Slighting of arts courses feared

Parents decry move to add reading time in middle schools

`Rumors are rampant'

Anne Arundel

January 30, 2001|By Stephanie Desmon | Stephanie Desmon,SUN STAFF

They're angry in Severna Park. Parents are panicked, convinced that the school board has with one quick move gutted the cultural arts programs for future middle school pupils.

The board endorsed a plan this month to add an extra period of reading instruction in Anne Arundel County middle schools. The superintendent's budget seeks money for extra reading teachers. The push is the school district's answer to reading scores that have been plummeting as pupils progress from fifth grade to eighth grade.

Board members said they wouldn't get rid of arts electives such as band and chorus to find room for reading. But with limited time in the school day, something had to go -- and the answer may be a scaled-down menu of cultural arts electives in middle school.

"Students will still have the opportunity to choose," said Judy Jenkins, director of instruction. "Will they have the same number of choices? No, there will be fewer in sixth grade next year and seventh grade the following year."

She will speak to Severna Park Middle School parents at a meeting Thursday. A group of about 150 parents met last week to discuss the ramifications, and many people signed a petition against tinkering with the arts. The changes would take place at all 18 middle schools.

"Rumors are rampant, and we're working on ways to communicate exactly what the program will be," Nancy M. Mann, assistant superintendent for instruction, said yesterday. "No cultural arts class is being eliminated."
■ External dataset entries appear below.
#![forbid(unsafe_code)]

use std::path::{Path, PathBuf};
use std::sync::Arc;
use std::time::Duration;

use clap::{Parser, Subcommand};
use serde::Serialize;
use tracing::warn;
use tracing_subscriber::EnvFilter;

use bowtie_risk::bayes::{
    analyze_problem, preset_evidence, BayesianNetwork, Evidence, NodeType, ScenarioPreset,
};
use bowtie_risk::bowtie::{
    add_default_columns, central_problems, generate_from_links, generate_sample_scenarios,
    read_records_csv, validate, write_records_csv, BowtieRecord,
};
use bowtie_risk::config::{load_config_from_path, BowtieConfig};
use bowtie_risk::linking::{candidates_from_vocabulary, find_links, LinkOptions, SimilarityMethod};
use bowtie_risk::notify::TracingNotifier;
use bowtie_risk::report::{
    build_report, render_report_html, render_report_markdown, ReportOptions, ReportSection,
};
use bowtie_risk::visual::{to_graph, GraphOptions};
use bowtie_risk::vocabulary::{SearchScope, Vocabulary, VocabularyKind, VocabularyStore};

#[derive(Parser)]
#[command(name = "bowtie", version, about = "Bowtie environmental risk CLI")]
struct Cli {
    /// JSON config file (defaults to $BOWTIE_CONFIG, then ./bowtie.json)
    #[arg(long, global = true)]
    config: Option<PathBuf>,
    #[command(subcommand)]
    command: Commands,
}

#[derive(Subcommand)]
enum Commands {
    /// Validate a record CSV and print a summary
    Validate {
        #[arg(long)]
        input: PathBuf,
    },
    /// Write seeded sample scenarios as CSV
    Generate {
        #[arg(long)]
        out: PathBuf,
        #[arg(long, default_value_t = 42)]
        seed: u64,
    },
    /// Suggest causal links between vocabulary items
    Links {
        #[arg(long)]
        vocab_dir: Option<PathBuf>,
        #[arg(long)]
        out: PathBuf,
        #[arg(long)]
        threshold: Option<f64>,
        #[arg(long)]
        max_per_item: Option<usize>,
        /// Comma-separated: lexical, keyword, causal_pattern
        #[arg(long)]
        methods: Option<String>,
        /// Also assemble records for this central problem from the links
        #[arg(long)]
        problem: Option<String>,
        #[arg(long, requires = "problem")]
        records_out: Option<PathBuf>,
        #[arg(long, default_value_t = 42)]
        seed: u64,
    },
    /// Export diagram nodes/edges for one central problem
    Graph {
        #[arg(long)]
        input: PathBuf,
        #[arg(long)]
        problem: String,
        #[arg(long)]
        out: PathBuf,
        #[arg(long)]
        hide_barriers: bool,
        #[arg(long)]
        hide_escalation: bool,
        #[arg(long)]
        color_by_risk: bool,
        #[arg(long, default_value_t = 14)]
        font_size: u32,
    },
    /// Compile a Bayesian network and run a query
    Infer {
        #[arg(long)]
        input: PathBuf,
        #[arg(long)]
        problem: String,
        /// Evidence as node=state (repeatable)
        #[arg(long = "evidence")]
        evidence: Vec<String>,
        /// Query nodes (repeatable; defaults to Problem_Level and Consequence_Level)
        #[arg(long = "query")]
        query: Vec<String>,
        /// baseline, worst_case or best_case; merged under explicit evidence
        #[arg(long)]
        preset: Option<String>,
        /// Estimate CPTs from the records instead of the default kernel
        #[arg(long)]
        use_data: bool,
        #[arg(long)]
        out: Option<PathBuf>,
    },
    /// Render a report (md, html or json)
    Report {
        #[arg(long)]
        input: PathBuf,
        #[arg(long)]
        out: PathBuf,
        #[arg(long, default_value = "md")]
        format: String,
        #[arg(long)]
        title: Option<String>,
        /// Comma-separated section names; all sections when omitted
        #[arg(long)]
        sections: Option<String>,
        #[arg(long)]
        problem: Option<String>,
        #[arg(long)]
        vocab_dir: Option<PathBuf>,
        #[arg(long)]
        use_data: bool,
    },
    /// Search one vocabulary table
    VocabSearch {
        #[arg(long)]
        vocab_dir: Option<PathBuf>,
        #[arg(long)]
        kind: String,
        #[arg(long)]
        query: String,
        /// name, id or both
        #[arg(long, default_value = "name")]
        scope: String,
        #[arg(long, default_value_t = 20)]
        limit: usize,
    },
}

#[derive(Serialize)]
struct ValidationSummary {
    records: usize,
    central_problems: Vec<String>,
    custom_terms: usize,
}

#[tokio::main]
async fn main() -> Result<(), Box<dyn std::error::Error>> {
    tracing_subscriber::fmt()
        .with_env_filter(
            EnvFilter::try_from_default_env().unwrap_or_else(|_| EnvFilter::new("warn")),
        )
        .with_writer(std::io::stderr)
        .init();

    let cli = Cli::parse();
    let config = match &cli.config {
        Some(path) => load_config_from_path(path)?,
        None => BowtieConfig::load_or_default()?,
    };

    match cli.command {
        Commands::Validate { input } => {
            let records = read_records_csv(&input)?;
            validate(&records)?;
            let summary = ValidationSummary {
                records: records.len(),
                central_problems: central_problems(&records),
                custom_terms: records.iter().map(|r| r.custom_roles().len()).sum(),
            };
            print_json(&summary)?;
        }
        Commands::Generate { out, seed } => {
            let records = add_default_columns(generate_sample_scenarios(seed), &config.risk);
            write_records_csv(&out, &records)?;
            eprintln!("wrote {} records to {}", records.len(), out.display());
        }
        Commands::Links {
            vocab_dir,
            out,
            threshold,
            max_per_item,
            methods,
            problem,
            records_out,
            seed,
        } => {
            let vocabulary = load_vocabulary(vocab_dir.as_deref(), &config).await?;
            let mut options = LinkOptions::from(config.linking.clone());
            if let Some(t) = threshold {
                if !(0.0..=1.0).contains(&t) {
                    return Err("--threshold must lie in [0, 1]".into());
                }
                options.similarity_threshold = t;
            }
            if let Some(n) = max_per_item {
                options.max_links_per_item = n;
            }
            if let Some(raw) = methods {
                options.methods = parse_methods(&raw)?;
            }
            let candidates = candidates_from_vocabulary(&vocabulary);
            let links = find_links(&candidates, &options);
            write_json(&out, &links)?;
            eprintln!("wrote {} links to {}", links.len(), out.display());

            if let (Some(problem), Some(records_out)) = (problem, records_out) {
                let records = add_default_columns(
                    generate_from_links(&candidates, &links, &problem, seed),
                    &config.risk,
                );
                write_records_csv(&records_out, &records)?;
                eprintln!("wrote {} records to {}", records.len(), records_out.display());
            }
        }
        Commands::Graph {
            input,
            problem,
            out,
            hide_barriers,
            hide_escalation,
            color_by_risk,
            font_size,
        } => {
            let records = load_records(&input, &config)?;
            let options = GraphOptions {
                show_barriers: !hide_barriers,
                show_escalation: !hide_escalation,
                font_size,
                color_by_risk,
                risk: config.risk.clone(),
            };
            let graph = to_graph(&records, &problem, &options);
            if graph.nodes.is_empty() {
                warn!(central_problem = %problem, "no records for central problem");
            }
            write_json(&out, &graph)?;
        }
        Commands::Infer {
            input,
            problem,
            evidence,
            query,
            preset,
            use_data,
            out,
        } => {
            let records = load_records(&input, &config)?;
            let network = BayesianNetwork::build(&records, &problem, use_data, &config.inference)?;
            let mut ev: Evidence = match preset {
                Some(raw) => {
                    let preset = ScenarioPreset::parse(&raw)
                        .ok_or_else(|| format!("unknown preset {raw:?}"))?;
                    preset_evidence(&network.structure, preset)
                }
                None => Evidence::new(),
            };
            for pair in &evidence {
                let (node, state) = pair
                    .split_once('=')
                    .ok_or_else(|| format!("evidence must be node=state, got {pair:?}"))?;
                ev.insert(node.trim().to_string(), state.trim().to_string());
            }
            let query = if query.is_empty() {
                vec![
                    NodeType::Problem.aggregate_name().to_string(),
                    NodeType::Consequence.aggregate_name().to_string(),
                ]
            } else {
                query
            };
            let result = network.infer(&ev, &query)?;
            match out {
                Some(path) => write_json(&path, &result)?,
                None => print_json(&result)?,
            }
        }
        Commands::Report {
            input,
            out,
            format,
            title,
            sections,
            problem,
            vocab_dir,
            use_data,
        } => {
            let records = load_records(&input, &config)?;
            let mut options = ReportOptions {
                central_problem: problem,
                risk: config.risk.clone(),
                ..ReportOptions::default()
            };
            if let Some(title) = title {
                options.title = title;
            }
            if let Some(raw) = sections {
                options.sections = parse_sections(&raw)?;
            }

            let mut analyses = Vec::new();
            if options.sections.contains(&ReportSection::BayesianAnalysis) {
                let problems = match &options.central_problem {
                    Some(p) => vec![p.clone()],
                    None => central_problems(&records),
                };
                for p in problems {
                    match analyze_problem(&records, &p, use_data, &config.inference) {
                        Ok(analysis) => analyses.push(analysis),
                        Err(e) => {
                            warn!(central_problem = %p, error = %e, "bayesian analysis skipped")
                        }
                    }
                }
            }
            // the vocabulary section degrades to "unavailable" without a directory
            let vocab_dir = vocab_dir.or_else(|| config.vocabulary.dir.clone());
            let vocabulary = match vocab_dir {
                Some(dir) if options.sections.contains(&ReportSection::Vocabulary) => {
                    Some(load_vocabulary(Some(&dir), &config).await?)
                }
                _ => None,
            };

            let report = build_report(&records, &options, &analyses, vocabulary.as_ref());
            match format.as_str() {
                "json" => write_json(&out, &report)?,
                "html" => std::fs::write(&out, render_report_html(&report))?,
                "md" | "markdown" => std::fs::write(&out, render_report_markdown(&report))?,
                other => return Err(format!("unknown report format {other:?}").into()),
            }
        }
        Commands::VocabSearch {
            vocab_dir,
            kind,
            query,
            scope,
            limit,
        } => {
            let kind = VocabularyKind::parse(&kind)
                .ok_or_else(|| format!("unknown vocabulary {kind:?}"))?;
            let scope = SearchScope::parse(&scope)
                .ok_or_else(|| format!("unknown search scope {scope:?}"))?;
            let vocabulary = load_vocabulary(vocab_dir.as_deref(), &config).await?;
            let hits: Vec<_> = vocabulary
                .table(kind)
                .search(&query, scope)
                .into_iter()
                .take(limit)
                .cloned()
                .collect();
            print_json(&hits)?;
        }
    }

    Ok(())
}

fn load_records(
    path: &Path,
    config: &BowtieConfig,
) -> Result<Vec<BowtieRecord>, Box<dyn std::error::Error>> {
    let records = read_records_csv(path)?;
    validate(&records)?;
    Ok(add_default_columns(records, &config.risk))
}

/// Load through the store so a slow directory is bounded by the configured
/// timeout. A failed load degrades to an empty vocabulary.
async fn load_vocabulary(
    dir: Option<&Path>,
    config: &BowtieConfig,
) -> Result<Vocabulary, Box<dyn std::error::Error>> {
    let dir = dir
        .map(Path::to_path_buf)
        .or_else(|| config.vocabulary.dir.clone())
        .ok_or("no vocabulary directory: pass --vocab-dir or set vocabulary.dir in config")?;
    let store = VocabularyStore::with_notifier(Vocabulary::empty(), Arc::new(TracingNotifier));
    let timeout = Duration::from_millis(config.vocabulary.load_timeout_ms);
    if let Err(e) = store.reload_with_timeout(dir.clone(), timeout, None).await {
        warn!(dir = %dir.display(), error = %e, "vocabulary unavailable");
    }
    Ok(store.snapshot().vocabulary.clone())
}

fn parse_methods(raw: &str) -> Result<Vec<SimilarityMethod>, Box<dyn std::error::Error>> {
    raw.split(',')
        .filter(|s| !s.trim().is_empty())
        .map(|s| {
            SimilarityMethod::parse(s)
                .ok_or_else(|| format!("unknown similarity method {s:?}").into())
        })
        .collect()
}

fn parse_sections(raw: &str) -> Result<Vec<ReportSection>, Box<dyn std::error::Error>> {
    raw.split(',')
        .filter(|s| !s.trim().is_empty())
        .map(|s| {
            ReportSection::parse(s).ok_or_else(|| format!("unknown report section {s:?}").into())
        })
        .collect()
}

fn print_json<T: Serialize>(value: &T) -> Result<(), serde_json::Error> {
    println!("{}", serde_json::to_string_pretty(value)?);
    Ok(())
}

fn write_json<T: Serialize>(path: &Path, value: &T) -> Result<(), std::io::Error> {
    let json = serde_json::to_string_pretty(value).map_err(std::io::Error::other)?;
    std::fs::write(path, json)
}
Currently, most middle school pupils take practical and fine arts in a trimester block each year for three years -- family and consumer sciences, technical education and art -- and then take other electives on an every-other-day schedule, such as music, physical education or foreign language. Pupils can take up to five electives a year.

Parents are concerned that the decision to add the extra reading period was done without enough community input. It was reviewed at the Jan. 3 meeting for the first time, and the board gave the superintendent the go-ahead.

"It looks like it was done in tremendous haste, like we looked at the scores, and we said something had to be done and -- boom -- we had a decision," said Lynda McIntyre, president of the PTO at Severna Park Middle. "When money gets tight, the first thing to go is the arts, and basically that's what they'd be doing."

Under the new system, still being tweaked, the trimester requirements would disappear, while the pupils would get extra reading courses every day and would have the chance to take two to three electives a year.

"I hate to see anything taken away, and essentially, they're taking it away," said parent Pam McGregor, chairwoman of the school's Citizens Advisory Committee.

But, she added, "the MSPAP scores have been falling at the middle school. If the middle-schoolers hadn't been [fooling] around and not doing well on the tests, we wouldn't be in the position of having to take away the arts. If they're not taking this seriously, then privileges are being taken away."[Superintendent Carol S.] Parham's between a rock and a hard spot."

School district data show that fifth-graders in Anne Arundel County are reading and writing better than their peers statewide. But county eighth-graders score below the average on state standardized tests in reading and writing, and they're not improving.

Jathan Biddlecomb, a Severna Park High School junior, worries that adding middle school reading would have "damaging effects to the electives."

He said at last night's school board public hearing that he is concerned the school board is making its decision based on the MSPAP, a test he says he and his peers don't take very seriously because it doesn't affect their grades. "The attitude of the students causes it to be an inaccurate meter of judging a student's ability to read and write," he said.

Some parents argue that their children are good readers and don't need to be wasting time on reviewing the basics. Instead, they argue, they should be given the chance to explore what interests them most, whether that may be singing or playing the oboe. But, Mann said, the new reading time will not simply be for those who struggle.

"This is not a remedial program," she said. "This will meet every student's needs, regardless of what level they're on. It's a matter of preparing them for high school, and it will truly be an enriched curriculum."

Pupils who are reading at or above grade level by eighth grade would not have to participate in the double language-arts block at that point, officials said.

Meanwhile, parents sing the praises of the music programs at the middle school, which have won countless awards. They also worry about what would happen to the highly regarded programs at Severna Park High School.